Damien Chazelle è uno che ama la musica come poche altre cose al mondo, ma che a detta sua non è mai riuscito a sfondare e, dopo aver lasciato la carriera da batterista ed essersi spostato a Hollywood, si è dato alla scrittura e all’editing di sceneggiature, copioni, scambi di battute… qualunque cosa contenesse del testo da mandare in pasto ad attori e registi. Dopo centinaia di lavori al limite del non creditato, Chazelle ha pensato bene di mettersi dietro alla macchina da presa e girare un corto, che poi è diventato un lungometraggio fatto e finito dallo stesso nome. Whiplash è un’opera prima che è anche una cazzo di bomba atomica, puro cinema di menare come non se ne vedeva dai tempi di Rocky IV, il tutto senza che nessuno effettivamente si menasse, nonostante il sangue scorra a fiumi. E nonostante si tratti di un film che parla di batteristi jazz. Whiplash è un film crudo, cattivo, disilluso e semplicemente splendido, che mette sotto i riflettori la passione per la batteria, per la musica, per un genere che “sono più quelli che lo suonano che quelli che lo ascoltano”. Chazelle ha riversato il cuore, le sue conoscenze, la sua passione e il suo rispetto per il suo primo amore in una pellicola che racconta, senza troppi giri di parole, quanto cazzo sia difficile arrivare in cima, essere il migliore, avere la spinta, la dedizione e le palle di sacrificare tutto pur di raggiungere un sogno tanto difficile da camminare spesso a un passo dall’incubo. Whiplash non è consolatorio, non è mai rassicurante: è una cavalcata di tensione che fa capire quanto la passione da sola non basti per campare di quello che ami, per cui o ti fai il culo a strisce, senza sederti mai sugli allori e crogiolandoti dei complimenti, oppure capisci che devi trovare altri modi per esprimerti e coronare i tuoi sogni. Dopo aver preso quello che capitava e riscritto camionate di copioni, Chazelle ha trovato quel modo di esprimersi tutto suo, di comunicare il suo amore e di portare in scena il rispetto che tutti dovrebbero tributare all’arte che ama, e l’ha trovato dietro alla macchina da presa, con un film pazzesco.

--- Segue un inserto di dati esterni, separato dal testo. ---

//! Column definitions and table rendering for the dashboard tabs.

use maud::{Markup, html};
use unicode_segmentation::UnicodeSegmentation;

use crate::{
    endpoints,
    html::{TABLE_CELL_STYLE, TABLE_HEADER_STYLE, TABLE_ROW_STYLE},
    pagination::{PER_PAGE_OPTIONS, PageIndicator, page_indicators},
    rewards::{MonthlyReward, TotalReward},
    table::{CellValue, Column, SortDirection, TablePage},
    transaction::Transaction,
};

use super::query::DashboardQuery;

/// The max number of graphemes to display in a table cell before truncating
/// and displaying ellipses. The full text stays available as a tooltip and
/// for filtering.
const MAX_CELL_GRAPHEMES: usize = 32;

/// The columns of the enriched transactions table.
pub(crate) fn transaction_columns() -> Vec<Column<Transaction>> {
    vec![
        Column {
            field: "transactionId",
            label: "Transaction ID",
            value: |row| CellValue::Integer(row.transaction_id as i64),
        },
        Column {
            field: "customerId",
            label: "Customer ID",
            value: |row| CellValue::Integer(row.customer_id as i64),
        },
        Column {
            field: "customerName",
            label: "Customer Name",
            value: |row| CellValue::Text(row.customer_name.clone()),
        },
        Column {
            field: "purchaseDate",
            label: "Purchase Date",
            value: |row| CellValue::Date(row.purchase_date),
        },
        Column {
            field: "productPurchased",
            label: "Product",
            value: |row| CellValue::Text(row.product_purchased.clone()),
        },
        Column {
            field: "price",
            label: "Price",
            value: |row| CellValue::Money(row.price),
        },
        Column {
            field: "rewardPoints",
            label: "Reward Points",
            value: |row| CellValue::Integer(row.reward_points as i64),
        },
    ]
}

/// The columns of the monthly rewards table.
///
/// The month column holds the English month name, so it filters and sorts as
/// text.
pub(crate) fn monthly_columns() -> Vec<Column<MonthlyReward>> {
    vec![
        Column {
            field: "customerId",
            label: "Customer ID",
            value: |row| CellValue::Integer(row.customer_id as i64),
        },
        Column {
            field: "name",
            label: "Name",
            value: |row| CellValue::Text(row.name.clone()),
        },
        Column {
            field: "month",
            label: "Month",
            value: |row| CellValue::Text(row.month.to_string()),
        },
        Column {
            field: "year",
            label: "Year",
            value: |row| CellValue::Integer(row.year as i64),
        },
        Column {
            field: "points",
            label: "Reward Points",
            value: |row| CellValue::Integer(row.points as i64),
        },
    ]
}

/// The columns of the total rewards table.
pub(crate) fn total_columns() -> Vec<Column<TotalReward>> {
    vec![
        Column {
            field: "name",
            label: "Customer Name",
            value: |row| CellValue::Text(row.name.clone()),
        },
        Column {
            field: "totalPoints",
            label: "Total Reward Points",
            value: |row| CellValue::Integer(row.total_points as i64),
        },
    ]
}

/// Render the active tab's table with its filter row, sort headers, and
/// pagination controls.
///
/// This is the fragment the table partial routes return and what the page
/// handler places inside `#tab-panel`. The hidden sort and direction inputs
/// let every input request carry the current sort without baking it into
/// request URLs.
pub(crate) fn tab_panel_content<R>(
    columns: &[Column<R>],
    page: &TablePage<R>,
    query: &DashboardQuery,
) -> Markup {
    let input_url = query.input_url(query.active_tab().partial_route());

    html! {
        @if let Some((field, direction)) = query.sort_for_table() {
            input type="hidden" name="sort" value=(field);
            input type="hidden" name="dir" value=(direction.as_query_value());
        }

        div class="relative overflow-x-auto rounded bg-gray-50 dark:bg-gray-800"
        {
            table class="w-full text-sm text-left rtl:text-right text-gray-500 dark:text-gray-400"
            {
                thead class=(TABLE_HEADER_STYLE)
                {
                    tr
                    {
                        @for column in columns {
                            (sort_header(column, query))
                        }
                    }

                    tr
                    {
                        @for column in columns {
                            (filter_cell(column, query, &input_url))
                        }
                    }
                }

                tbody
                {
                    @if page.rows.is_empty() {
                        tr class=(TABLE_ROW_STYLE)
                        {
                            td
                                colspan=(columns.len())
                                data-empty-state="true"
                                class="px-6 py-8 text-center"
                            {
                                "No data available."
                            }
                        }
                    } @else {
                        @for row in &page.rows {
                            tr class=(TABLE_ROW_STYLE)
                            {
                                @for column in columns {
                                    (data_cell(&(column.value)(row)))
                                }
                            }
                        }
                    }
                }
            }
        }

        (table_footer(page, query, &input_url))
    }
}

fn sort_header<R>(column: &Column<R>, query: &DashboardQuery) -> Markup {
    let href = query
        .with_sort(column.field)
        .to_url(endpoints::DASHBOARD_VIEW);
    let indicator = match query.sort_for_table() {
        Some((field, SortDirection::Asc)) if field == column.field => Some("▲"),
        Some((field, SortDirection::Desc)) if field == column.field => Some("▼"),
        _ => None,
    };

    html! {
        th scope="col" class=(TABLE_CELL_STYLE) data-sort-field=(column.field)
        {
            a href=(href) class="inline-flex items-center gap-1 hover:underline"
            {
                (column.label)

                @if let Some(indicator) = indicator {
                    span aria-hidden="true" { (indicator) }
                }
            }
        }
    }
}

fn filter_cell<R>(column: &Column<R>, query: &DashboardQuery, input_url: &str) -> Markup {
    html! {
        th scope="col" class="px-6 pb-3 font-normal"
        {
            input
                type="search"
                name=(format!("f.{}", column.field))
                value=[query.filter_value(column.field)]
                placeholder="Filter"
                aria-label=(format!("Filter by {}", column.label))
                class="block w-full p-2 rounded text-sm font-normal normal-case \
                    bg-white border border-gray-300 text-gray-900 \
                    dark:bg-gray-700 dark:border-gray-600 dark:text-white"
                hx-get=(input_url)
                hx-trigger="keyup changed delay:500ms, search";
        }
    }
}

fn data_cell(value: &CellValue) -> Markup {
    let full = value.render();
    let truncate_at = full
        .grapheme_indices(true)
        .nth(MAX_CELL_GRAPHEMES)
        .map(|(offset, _)| offset);

    match truncate_at {
        Some(offset) => {
            let short = format!("{}...", &full[..offset]);
            html! {
                td class=(TABLE_CELL_STYLE) title=(full) { (short) }
            }
        }
        None => html! {
            td class=(TABLE_CELL_STYLE) { (full) }
        },
    }
}

fn table_footer<R>(page: &TablePage<R>, query: &DashboardQuery, input_url: &str) -> Markup {
    html! {
        nav
            class="pagination flex items-center flex-wrap justify-between gap-4 px-2 py-3"
            aria-label="Table navigation"
        {
            label class="flex items-center gap-2 text-sm text-gray-600 dark:text-gray-300"
            {
                "Rows per page"

                select
                    name="perPage"
                    class="p-2 rounded text-sm bg-white border border-gray-300 text-gray-900 \
                        dark:bg-gray-700 dark:border-gray-600 dark:text-white"
                    hx-get=(input_url)
                    hx-trigger="change"
                {
                    @for option in PER_PAGE_OPTIONS {
                        option value=(option) selected[option == page.per_page] { (option) }
                    }
                }
            }

            span class="text-sm text-gray-600 dark:text-gray-300"
            {
                "Page " (page.page) " of " (page.page_count)
                " (" (page.filtered_count) " rows)"
            }

            ul class="pagination inline-flex items-center -space-x-px text-sm"
            {
                @for indicator in page_indicators(page.page, page.page_count) {
                    li
                    {
                        @match indicator {
                            PageIndicator::Back(to_page) => {
                                a
                                    href=(query.with_page(to_page).to_url(endpoints::DASHBOARD_VIEW))
                                    role="button"
                                    class="block px-3 py-2 text-blue-600 hover:underline"
                                { "Back" }
                            }
                            PageIndicator::Next(to_page) => {
                                a
                                    href=(query.with_page(to_page).to_url(endpoints::DASHBOARD_VIEW))
                                    role="button"
                                    class="block px-3 py-2 text-blue-600 hover:underline"
                                { "Next" }
                            }
                            PageIndicator::Page(to_page) => {
                                a
                                    href=(query.with_page(to_page).to_url(endpoints::DASHBOARD_VIEW))
                                    class="block px-3 py-2 text-blue-600 hover:underline"
                                { (to_page) }
                            }
                            PageIndicator::CurrentPage(current) => {
                                span
                                    aria-current="page"
                                    class="block px-3 py-2 font-bold text-black dark:text-white"
                                { (current) }
                            }
                            PageIndicator::Ellipsis => {
                                span class="block px-3 py-2 text-gray-400" { "..." }
                            }
                        }
                    }
                }
            }
        }
    }
}
//! Data assembly for the dashboard.

use time::Date;

use crate::{
    Error,
    datasets::TransactionSource,
    transaction::{Transaction, enrich},
};

/// Fetch a dataset and enrich its records into displayable transactions.
pub(crate) fn load_transactions(
    source: &dyn TransactionSource,
    dataset: &str,
) -> Result<Vec<Transaction>, Error> {
    let records = source
        .fetch_records(dataset)
        .inspect_err(|error| tracing::error!("could not fetch dataset {dataset}: {error}"))?;

    Ok(enrich(records))
}

/// Apply the filter bar to the transactions list.
///
/// The name matches case-insensitively anywhere in the customer name, and
/// the date bounds are inclusive. Transactions without a parseable purchase
/// date are excluded while either date bound is active, since there is no
/// date to compare against.
///
/// Only the transactions tab and the assistant context use this. The rewards
/// tables always aggregate the full dataset.
pub(crate) fn filter_bar_transactions(
    transactions: &[Transaction],
    name: Option<&str>,
    from: Option<Date>,
    to: Option<Date>,
) -> Vec<Transaction> {
    let name = name.map(str::to_lowercase);

    transactions
        .iter()
        .filter(|transaction| {
            let name_matches = match &name {
                Some(name) => transaction.customer_name.to_lowercase().contains(name),
                None => true,
            };
            if !name_matches {
                return false;
            }

            if from.is_some() || to.is_some() {
                let Some(date) = transaction.purchase_date else {
                    return false;
                };
                if from.is_some_and(|from| date < from) || to.is_some_and(|to| date > to) {
                    return false;
                }
            }

            true
        })
        .cloned()
        .collect()
}
//! The tiered formula for converting a purchase price into reward points.

/// Calculate the reward points earned for a purchase of `price` dollars.
///
/// Points are awarded in two bands: one point per whole dollar spent over $50
/// up to $100, then two points per dollar spent over $100 on top of the 50
/// points the first band maxes out at. Fractional points are floored, so
/// $100.40 earns 50 points while $100.60 earns 51.
///
/// Prices that are not finite or not greater than zero earn zero points
/// rather than producing an error.
pub fn reward_points(price: f64) -> u64 {
    if !price.is_finite() || price <= 0.0 {
        return 0;
    }

    let points = if price > 100.0 {
        50.0 + (price - 100.0) * 2.0
    } else if price > 50.0 {
        price - 50.0
    } else {
        0.0
    };

    points.floor() as u64
}
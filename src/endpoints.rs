//! The API endpoints URIs.

/// The root route which redirects to the dashboard.
pub const ROOT: &str = "/";
/// The dashboard page with the reward tables.
pub const DASHBOARD_VIEW: &str = "/dashboard";
/// The fragment route for the transactions table.
pub const TRANSACTIONS_PARTIAL: &str = "/dashboard/transactions";
/// The fragment route for the monthly rewards table.
pub const MONTHLY_REWARDS_PARTIAL: &str = "/dashboard/monthly-rewards";
/// The fragment route for the total rewards table.
pub const TOTAL_REWARDS_PARTIAL: &str = "/dashboard/total-rewards";
/// The page for uploading dataset files.
pub const IMPORT_VIEW: &str = "/import";
/// The page to display when an internal server error occurs.
pub const INTERNAL_ERROR_VIEW: &str = "/error";
/// The route for static files.
pub const STATIC: &str = "/static";

/// The route to request a cup of coffee (experimental).
pub const COFFEE: &str = "/api/coffee";
/// The route to upload dataset files.
pub const DATASETS_API: &str = "/api/datasets";
/// The route that answers questions about the loaded dataset.
pub const ASSISTANT_API: &str = "/api/assistant";
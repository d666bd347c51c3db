//! Page math and pagination indicators shared by the dashboard tables.

/// The rows-per-page choices offered by the table footer.
pub const PER_PAGE_OPTIONS: [usize; 3] = [5, 10, 25];

/// The rows per page used when the query does not specify one.
pub const DEFAULT_PER_PAGE: usize = 10;

/// The maximum number of numbered pages to show before collapsing the rest
/// behind an ellipsis.
const MAX_NUMBERED_PAGES: usize = 5;

/// One element of the pagination footer.
#[derive(Debug, PartialEq, Eq)]
pub enum PageIndicator {
    /// A link to the given page.
    Page(usize),
    /// The page currently shown, rendered without a link.
    CurrentPage(usize),
    /// A gap between page numbers.
    Ellipsis,
    /// The link to the next page.
    Next(usize),
    /// The link to the previous page.
    Back(usize),
}

/// The number of pages needed to show `row_count` rows.
///
/// An empty table still has one page so the view always has a current page
/// to highlight.
pub fn page_count(row_count: usize, per_page: usize) -> usize {
    row_count.div_ceil(per_page.max(1)).max(1)
}

/// Clamp a requested page number into `1..=page_count`.
pub fn clamp_page(page: usize, page_count: usize) -> usize {
    page.clamp(1, page_count)
}

/// Snap a requested rows-per-page value to the nearest offered option,
/// defaulting when missing or unlisted.
pub fn normalize_per_page(requested: Option<usize>) -> usize {
    match requested {
        Some(value) if PER_PAGE_OPTIONS.contains(&value) => value,
        _ => DEFAULT_PER_PAGE,
    }
}

/// Build the pagination footer for the given current page.
///
/// Shows at most [MAX_NUMBERED_PAGES] numbered pages centered on the current
/// page, with the first and last page plus an ellipsis on the collapsed
/// sides, and back/next links when they lead somewhere.
pub fn page_indicators(current_page: usize, page_count: usize) -> Vec<PageIndicator> {
    let window = MAX_NUMBERED_PAGES;
    let map_page = |page| {
        if page == current_page {
            PageIndicator::CurrentPage(page)
        } else {
            PageIndicator::Page(page)
        }
    };

    let mut indicators: Vec<PageIndicator> = if page_count <= window {
        (1..=page_count).map(map_page).collect()
    } else if current_page <= window / 2 {
        (1..=window).map(map_page).collect()
    } else if current_page > page_count - window / 2 {
        ((page_count - window + 1)..=page_count).map(map_page).collect()
    } else {
        ((current_page - window / 2)..=(current_page + window / 2))
            .map(map_page)
            .collect()
    };

    if page_count > window {
        if current_page > window / 2 + 1 {
            indicators.insert(0, PageIndicator::Page(1));
            indicators.insert(1, PageIndicator::Ellipsis);
        }

        if current_page < page_count - window / 2 {
            indicators.push(PageIndicator::Ellipsis);
            indicators.push(PageIndicator::Page(page_count));
        }
    }

    if current_page > 1 {
        indicators.insert(0, PageIndicator::Back(current_page - 1));
    }

    if current_page < page_count {
        indicators.push(PageIndicator::Next(current_page + 1));
    }

    indicators
}
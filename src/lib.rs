//! Rewardeur is a web app for tracking the reward points customers earn from
//! their purchases.
//!
//! This library provides a server that directly serves HTML pages.

#![warn(missing_docs)]

use std::{net::SocketAddr, time::Duration};

use axum_server::Handle;
use tokio::signal;

mod alert;
mod app_state;
mod assistant;
mod dashboard;
mod datasets;
mod endpoints;
mod error;
mod html;
mod import;
mod internal_server_error;
mod logging;
mod not_found;
mod pagination;
mod points;
mod rewards;
mod routing;
mod table;
mod transaction;

#[cfg(test)]
mod test_utils;

pub use app_state::AppState;
pub use assistant::{API_KEY_VAR, Assistant, NotConfiguredAssistant, OpenRouterAssistant};
pub use error::Error;
pub use logging::{LOG_BODY_LENGTH_LIMIT, logging_middleware};
pub use routing::build_router;
pub use transaction::RawTransaction;

/// An async task that waits for either the ctrl+c or terminate signal,
/// whichever comes first, and then signals the server to shut down
/// gracefully.
///
/// `handle` is a handle to an Axum `Server`.
pub async fn graceful_shutdown(handle: Handle<SocketAddr>) {
    let ctrl_c = async {
        signal::ctrl_c()
            .await
            .expect("failed to install Ctrl+C handler");
    };

    #[cfg(unix)]
    let terminate = async {
        signal::unix::signal(signal::unix::SignalKind::terminate())
            .expect("failed to install signal handler")
            .recv()
            .await;
    };

    #[cfg(not(unix))]
    let terminate = std::future::pending::<()>();

    tokio::select! {
        _ = ctrl_c => {
            tracing::debug!("Received ctrl+c signal.");
            handle.graceful_shutdown(Some(Duration::from_secs(1)));
        },
        _ = terminate => {
            tracing::debug!("Received terminate signal.");
            handle.graceful_shutdown(Some(Duration::from_secs(1)));
        },
    }
}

Una rondine non fa primavera, e di opere prime clamorose seguite da fuffa ne abbiamo viste fin troppe. Ma due anni dopo Whiplash, con appena trentadue primavere sulle spalle, Chazelle ha fatto capire a tutti che, oltre alla musica jazz, il suo cuore batte fortissimo anche per il cinema. La La Land è un’altra, clamorosa, lettera d’amore verso la musica di Miles Davis e compagni di cirrosi, messa in scena con una cura, un dettaglio e una scelta di ogni singolo elemento su schermo che è praticamente poesia in movimento. Il regista ha messo su pellicola una favola del giorno d’oggi in cui i due protagonisti, spinti dalla passione (lei per la recitazione e la scrittura, lui per la musica), finiscono per intrecciare le loro storie di ordinaria disillusione fino al punto in cui, inevitabilmente, la vita non li metterà davanti a delle scelte fondamentali, che li porteranno a mettere in discussione il proprio cuore, il rispetto per loro stessi e per quello che fanno, le priorità per il futuro.

La La Land è una storia agrodolce, bellissima, che arriva con una potenza che mai ho vissuto al cinema: nonostante, fin dal primissimo momento, ci sia un sacco di gente che balla e che canta, il film di Chazelle va oltre l’etichetta stantia di musical fino a trascendere a qualcosa di nuovo. Come suggerisce uno scambio di battute all’interno del film, La La Land è sì rispettoso, amorevole e fondamentalmente classico, ma allo stesso tempo è fresco, frizzante, e ti insegna ad amare qualcosa che pensavi non fosse più adatto a questa epoca. Coloratissimo e adorabile quando deve farti innamorare della luce naturale impossibile delle colline di Los Angeles, potentissimo e amaro quando deve picchiarti in faccia con la forza di una realtà che ti ricorda che la vita, per quanto bella possa diventare, non sarà mai come te la immagini nei sogni.

La La Land, grazie a una regia appassionata e due attori splendidamente disarmanti nella loro bravura totale, ti illumina per centoventotto minuti, lasciandoti sulla tua seggiolina con gli zigomi doloranti dal sorriso e gli occhi gonfi di lacrime. Ti scalda il cuore come se avessi ingoiato una stufa accesa e, allo stesso tempo, anche questa volta, ti lascia con un’ultima carezza che è quasi più uno schiaffone, come ti svegliasse da un sogno che vorresti non finisse mai.

Ci sarebbero mille e mille cose da dire su La La Land, sulle prove di un Ryan Gosling che il prossimo che lo addita come inespressivo gli tiro una scatola di cereali in fronte e una Emma Stone che sticazzi Amy Adams, nessuno mai può batterla a ‘sto giro di Oscar. Ci sarebbe da parlare all’infinito del lavoro pazzesco di Chazelle, della sua fotografia incredibile e della sua regia davvero jazzistica, fatta di schiaffetti sulle spalle del cameraman e piani sequenza che Cuarón puppaci la fava. Si dovrebbe parlare per mesi delle composizioni di Justin Hurwitz, tanto struggenti quanto squisitamente pop. Per non dire di quanto la scrittura del film sia perfetta nel suo parlare al cuore - sempre lui - di tutti quelli che hanno una passione che li tiene svegli la notte, sperando che il giorno li porti sempre più vicini a quella destinazione. Cazzo, fosse per me credo parlerei pure di J.K. Simmons per più tempo di quanto non stia effettivamente su schermo. Ma la realtà è che non c'è bisogno di nulla di tutto questo. La La Land è arrivato per restare a lungo, come un classico da storia del cinema di cui parleranno ancora nei libri... o, meglio, come un sogno indimenticabile che ci accompagnerà per tutta la vita.

Gli amici più cari, quelli che mi conoscono bene, mi chiamano amorevolmente "il nazista". Ecco: il nazista, con La La Land, ha totalizzato occhi lucidi x2 e un quasi pianto sui titoli di coda. Fate un po' voi.